Maur's mature works include Le Royaume intérieur de Jésus-Christ dans les âmes, first published in Paris in 1664, and Le Sacré Berceau de l'Enfant Jésus, ou les entretiens spirituels sur tous les mystères de l'Enfance de Notre Seigneur Jésus-Christ, published in 1682. Le Royaume intérieur is a more architecturally ordered work than the earlier Entrée. Dominique Tronc suggests that it responded to the needs of a community including novices, which helps explain the ascetical emphasis of its opening sections. The Order of Carmelites also lists L'Entrée à la divine Sagesse, Théologie chrestienne et mystique, and Le Royaume intérieur de Jésus-Christ dans les âmes among Maur's principal contributions to the spiritual literature of the Touraine tradition.

Maur also left two manuscript treatises dated 5 May 1673 under the title Traité de la vie intérieure et mystique. They were later published in the fourth volume of Le Directeur mystique, a collection associated with Jacques Bertot and the circle of Madame Guyon. Dominique Tronc identifies the two treatises as probably addressed to a disciple, the abbé de Brion. Raymond Darricau's study of Brion places him in relation to the eremitical milieu of Lormont, where he eventually moved from the court of Louis XIV to a life of retreat.

=== Letters of direction ===

Forty-three letters of spiritual direction attributed to Maur are known. Twenty-one were addressed to a young married woman, whom Dominique Tronc identifies as Jeanne-Marie Guyon, probably between about 1670 and 1675. Twenty-two others were addressed about a decade later to a Visitandine religious at Bordeaux.

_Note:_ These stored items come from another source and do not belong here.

#[cfg(test)]
mod tests {
    use pretty_assertions::assert_eq;

    use super::*;

    #[test]
    fn ranked_assign_replaces_and_reports_displaced() {
        let mut sel = RankedSelection::ranked(10);
        assert_eq!(
            sel.assign(SlotTarget::Slot(3), ThemeKey::Focus),
            AssignOutcome::Placed {
                slot: 3,
                displaced: None
            }
        );
        assert_eq!(
            sel.assign(SlotTarget::Slot(3), ThemeKey::Woo),
            AssignOutcome::Placed {
                slot: 3,
                displaced: Some(ThemeKey::Focus)
            }
        );
        assert_eq!(sel.slot(3), Some(ThemeKey::Woo));
        assert!(!sel.contains(ThemeKey::Focus));
        assert_eq!(sel.count(), 1);
    }

    #[test]
    fn duplicate_and_out_of_range_assignments_are_no_ops() {
        let mut sel = RankedSelection::ranked(10);
        sel.assign(SlotTarget::Slot(0), ThemeKey::Focus);
        assert_eq!(
            sel.assign(SlotTarget::Slot(5), ThemeKey::Focus),
            AssignOutcome::Unchanged
        );
        assert_eq!(
            sel.assign(SlotTarget::Slot(10), ThemeKey::Woo),
            AssignOutcome::Unchanged
        );
        assert_eq!(sel.keys(), vec![ThemeKey::Focus]);
    }

    #[test]
    fn ranked_removal_leaves_hole_compact_closes_gap() {
        let mut ranked = RankedSelection::ranked(3);
        let mut compact = RankedSelection::compact(3);
        for key in [ThemeKey::Achiever, ThemeKey::Belief, ThemeKey::Context] {
            ranked.assign(SlotTarget::Next, key);
            compact.assign(SlotTarget::Next, key);
        }
        ranked.remove(ThemeKey::Belief);
        compact.remove(ThemeKey::Belief);
        assert_eq!(
            ranked.slots(),
            &[Some(ThemeKey::Achiever), None, Some(ThemeKey::Context)]
        );
        assert_eq!(
            compact.slots(),
            &[Some(ThemeKey::Achiever), Some(ThemeKey::Context)]
        );
        ranked.assign(SlotTarget::Next, ThemeKey::Woo);
        assert_eq!(ranked.slot(1), Some(ThemeKey::Woo));
    }

    #[test]
    fn toggle_respects_capacity() {
        let mut sel = RankedSelection::compact(2);
        assert_eq!(sel.toggle(ThemeKey::Woo), ToggleOutcome::Added);
        assert_eq!(sel.toggle(ThemeKey::Focus), ToggleOutcome::Added);
        assert_eq!(sel.toggle(ThemeKey::Input), ToggleOutcome::Rejected);
        assert_eq!(sel.toggle(ThemeKey::Woo), ToggleOutcome::Removed);
        assert_eq!(sel.keys(), vec![ThemeKey::Focus]);
    }

    #[test]
    fn ranked_from_slots_drops_later_duplicates() {
        let sel = RankedSelection::ranked_from_slots(
            4,
            &[
                Some(ThemeKey::Woo),
                Some(ThemeKey::Woo),
                None,
                Some(ThemeKey::Input),
                Some(ThemeKey::Focus),
            ],
        );
        assert_eq!(
            sel.slots(),
            &[Some(ThemeKey::Woo), None, None, Some(ThemeKey::Input)]
        );
    }

    #[test]
    fn pair_id_is_order_independent() {
        let a = PairId::new(ThemeKey::Woo, ThemeKey::Achiever);
        let b = PairId::new(ThemeKey::Achiever, ThemeKey::Woo);
        assert_eq!(a, b);
        assert_eq!(a.as_str(), "achiever+woo");
        assert_eq!(a.keys(), Some((ThemeKey::Achiever, ThemeKey::Woo)));
    }

    #[test]
    fn pairwise_needs_full_wheel_and_blocks_at_two() {
        let mut pairwise = Pairwise::default();
        assert!(!pairwise.set_mode(ExplorationMode::Blend, false));
        assert_eq!(pairwise.phase(), ExplorationPhase::Off);
        assert!(pairwise.set_mode(ExplorationMode::Blend, true));
        assert_eq!(pairwise.phase(), ExplorationPhase::Picking);

        assert_eq!(pairwise.toggle_pick(ThemeKey::Woo, true), PickOutcome::Added);
        assert_eq!(pairwise.toggle_pick(ThemeKey::Input, false), PickOutcome::Ineligible);
        assert_eq!(pairwise.toggle_pick(ThemeKey::Focus, true), PickOutcome::Added);
        assert_eq!(pairwise.phase(), ExplorationPhase::Ready);
        assert_eq!(pairwise.toggle_pick(ThemeKey::Input, true), PickOutcome::Blocked);
        assert_eq!(pairwise.picks(), &[ThemeKey::Woo, ThemeKey::Focus]);

        assert_eq!(pairwise.toggle_pick(ThemeKey::Woo, true), PickOutcome::Removed);
        assert_eq!(pairwise.phase(), ExplorationPhase::Picking);
    }

    #[test]
    fn switching_modes_clears_picks() {
        let mut pairwise = Pairwise::default();
        pairwise.set_mode(ExplorationMode::Blend, true);
        pairwise.toggle_pick(ThemeKey::Woo, true);
        assert!(pairwise.set_mode(ExplorationMode::Reflect, true));
        assert!(pairwise.picks().is_empty());
        assert!(pairwise.set_mode(ExplorationMode::Off, false));
        assert_eq!(pairwise.phase(), ExplorationPhase::Off);
    }

    #[test]
    fn favourites_toggle_and_list() {
        let mut favs = Favourites::default();
        assert!(favs.toggle(ThemeKey::Woo, "Who lights you up?"));
        assert!(favs.is_starred(ThemeKey::Woo, "Who lights you up?"));
        assert_eq!(favs.starred(ThemeKey::Woo), vec!["Who lights you up?"]);
        assert!(!favs.toggle(ThemeKey::Woo, "Who lights you up?"));
        assert!(favs.starred(ThemeKey::Woo).is_empty());
    }

    #[test]
    fn notes_ignore_out_of_range_questions() {
        let mut notes = NotesMap::default();
        let pair = PairId::new(ThemeKey::Woo, ThemeKey::Focus);
        assert!(!notes.set_answer(pair.clone(), 4, "x".to_string(), 1));
        assert!(notes.is_empty());
        assert!(notes.set_answer(pair.clone(), 2, "ok".to_string(), 7));
        assert_eq!(notes.answer(&pair, 2), "ok");
        assert_eq!(notes.get(&pair).map(|n| n.ts_ms), Some(7));
    }

    #[test]
    fn default_state_has_soundboard_defaults() {
        let state = AppState::default();
        assert_eq!(state.soundboard.selection.keys(), DEFAULT_SOUNDBOARD_SELECTION.to_vec());
        for key in DEFAULT_SOUNDBOARD_SELECTION {
            assert_eq!(state.soundboard.levels.raw(key), Some(50.0));
        }
        assert_eq!(state.wheel.selection.count(), 0);
        assert!(state.wheel.show_domain_colours);
    }
}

Chevallier confirms that the 2007 edition reproduces the two surviving series of letters: first, responses addressed to the young married Madame Guyon, then a later series addressed to an older scrupulous religious. The letters to Guyon were preserved in Le Directeur mystique and later reprinted as part of Guyon's passive correspondence. Dominique and Murielle Tronc argue that Guyon valued them enough to include them in that collection, and they present the correspondence as one of the links by which the mystical tradition of the reformed Grands Carmes entered the later Guyon-Bertot milieu.

== Spirituality ==

=== Experiential mystical theology ===

Maur did not construct a systematic scholastic theology. As a director of souls, he was chiefly concerned with the concrete movement of the interior life. He described mystical theology as "a theology of the heart, much more than of the understanding; more in experience than in knowledge; almost entirely of God and very little of creation".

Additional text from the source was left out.